→ YOUR OBJECTIVE: From the material below, pull each line containing the string "LazyLock".

→ RECORD EXTRACTS:
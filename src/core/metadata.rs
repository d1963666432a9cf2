//! Project identity extracted from the build description.
//!
//! The build description is the project's `CMakeLists.txt`. Identity comes
//! from the first `project(<name> VERSION <x.y.z>)` declaration. A document
//! without a recognizable declaration is not an error: the identity is simply
//! absent, and consumers that need it decide what to do.

use std::path::Path;
use std::sync::LazyLock;

use regex::Regex;
use serde::{Deserialize, Serialize};

/// File name of the build description in the project root.
pub const DESCRIPTION_FILE: &str = "CMakeLists.txt";

/// Matches `project(<name> VERSION <dotted numeric>)`, across line breaks.
static PROJECT_DECLARATION: LazyLock<Regex> = LazyLock::new(|| {
    Regex::new(r"project\s*\(\s*(\w+)\s*\bVERSION\s*(\d+(\.\d+)*)")
        .expect("project declaration pattern is valid")
});

/// Name and version of a project. Either may be absent.
#[derive(Debug, Clone, Default, PartialEq, Eq, Serialize, Deserialize)]
pub struct ProjectMetadata {
    pub name: Option<String>,
    pub version: Option<String>,
}

impl ProjectMetadata {
    pub fn new(name: impl Into<String>, version: impl Into<String>) -> Self {
        ProjectMetadata {
            name: Some(name.into()),
            version: Some(version.into()),
        }
    }

    /// Metadata with neither field known.
    pub fn absent() -> Self {
        ProjectMetadata::default()
    }

    /// Whether both name and version are present.
    pub fn is_complete(&self) -> bool {
        self.name.is_some() && self.version.is_some()
    }

    /// Fill absent fields from `fallback`. Present fields are never replaced.
    pub fn or_fallback(self, fallback: &ProjectMetadata) -> Self {
        ProjectMetadata {
            name: self.name.or_else(|| fallback.name.clone()),
            version: self.version.or_else(|| fallback.version.clone()),
        }
    }

    /// `<name>-<version>`, when both are present.
    pub fn qualified_name(&self) -> Option<String> {
        match (&self.name, &self.version) {
            (Some(name), Some(version)) => Some(format!("{}-{}", name, version)),
            _ => None,
        }
    }
}

/// Extract project metadata from build description text.
///
/// Never fails; any mismatch yields [`ProjectMetadata::absent`].
pub fn extract(document: &str) -> ProjectMetadata {
    let Some(caps) = PROJECT_DECLARATION.captures(document) else {
        tracing::debug!("no project declaration found in build description");
        return ProjectMetadata::absent();
    };

    match (caps.get(1), caps.get(2)) {
        (Some(name), Some(version)) => {
            ProjectMetadata::new(name.as_str().trim(), version.as_str().trim())
        }
        _ => ProjectMetadata::absent(),
    }
}

/// Read and extract metadata from a build description file.
///
/// Unreadable or non-UTF-8 files degrade to absent metadata.
pub fn extract_from_path(path: &Path) -> ProjectMetadata {
    match std::fs::read_to_string(path) {
        Ok(contents) => extract(&contents),
        Err(e) => {
            tracing::debug!(
                "build description {} is unreadable: {}",
                path.display(),
                e
            );
            ProjectMetadata::absent()
        }
    }
}

#[cfg(test)]
mod tests {
    use super::*;
    use tempfile::TempDir;

    #[test]
    fn test_extract_simple_declaration() {
        let meta = extract("cmake_minimum_required(VERSION 3.16)\nproject(octo VERSION 2.1.0)\n");
        assert_eq!(meta, ProjectMetadata::new("octo", "2.1.0"));
    }

    #[test]
    fn test_declaration_pattern_is_shared() {
        let first: *const Regex = &*PROJECT_DECLARATION;
        assert_eq!(extract("project(a VERSION 1)"), ProjectMetadata::new("a", "1"));
        assert_eq!(extract("project(b VERSION 2)"), ProjectMetadata::new("b", "2"));
        assert!(std::ptr::eq(first, &*PROJECT_DECLARATION));
    }

    #[test]
    fn test_extract_across_lines() {
        let doc = r#"
cmake_minimum_required(VERSION 3.20)
project(
    octopus
    VERSION 1.4
    LANGUAGES CXX
)
"#;
        let meta = extract(doc);
        assert_eq!(meta.name.as_deref(), Some("octopus"));
        assert_eq!(meta.version.as_deref(), Some("1.4"));
    }

    #[test]
    fn test_extract_first_declaration_wins() {
        let doc = "project(first VERSION 1.0.0)\nproject(second VERSION 2.0.0)\n";
        assert_eq!(extract(doc), ProjectMetadata::new("first", "1.0.0"));
    }

    #[test]
    fn test_extract_single_component_version() {
        assert_eq!(
            extract("project(tool VERSION 7)"),
            ProjectMetadata::new("tool", "7")
        );
    }

    #[test]
    fn test_extract_missing_version_is_absent() {
        assert_eq!(extract("project(octo LANGUAGES CXX)"), ProjectMetadata::absent());
    }

    #[test]
    fn test_extract_malformed_is_absent() {
        assert_eq!(extract(""), ProjectMetadata::absent());
        assert_eq!(extract("project("), ProjectMetadata::absent());
        assert_eq!(extract("project(octo VERSION x.y)"), ProjectMetadata::absent());
        assert_eq!(extract("\u{0}\u{1}binary"), ProjectMetadata::absent());
    }

    #[test]
    fn test_extract_from_missing_file_is_absent() {
        let tmp = TempDir::new().unwrap();
        let meta = extract_from_path(&tmp.path().join(DESCRIPTION_FILE));
        assert_eq!(meta, ProjectMetadata::absent());
    }

    #[test]
    fn test_extract_from_non_utf8_file_is_absent() {
        let tmp = TempDir::new().unwrap();
        let path = tmp.path().join(DESCRIPTION_FILE);
        std::fs::write(&path, [0xff, 0xfe, 0x00, 0x80]).unwrap();
        assert_eq!(extract_from_path(&path), ProjectMetadata::absent());
    }

    #[test]
    fn test_extract_from_file() {
        let tmp = TempDir::new().unwrap();
        let path = tmp.path().join(DESCRIPTION_FILE);
        std::fs::write(&path, "project(octo VERSION 2.1.0)").unwrap();
        assert_eq!(extract_from_path(&path), ProjectMetadata::new("octo", "2.1.0"));
    }

    #[test]
    fn test_or_fallback_only_fills_absent_fields() {
        let fallback = ProjectMetadata::new("fallback", "0.0.1");

        let partial = ProjectMetadata {
            name: Some("octo".into()),
            version: None,
        };
        assert_eq!(
            partial.or_fallback(&fallback),
            ProjectMetadata::new("octo", "0.0.1")
        );

        let full = ProjectMetadata::new("octo", "2.1.0");
        assert_eq!(full.clone().or_fallback(&fallback), full);
    }

    #[test]
    fn test_qualified_name() {
        assert_eq!(
            ProjectMetadata::new("octo", "2.1.0").qualified_name().as_deref(),
            Some("octo-2.1.0")
        );
        assert_eq!(ProjectMetadata::absent().qualified_name(), None);
    }
}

→ RESPONSE BOX:
use std::sync::LazyLock;
static PROJECT_DECLARATION: LazyLock<Regex> = LazyLock::new(|| {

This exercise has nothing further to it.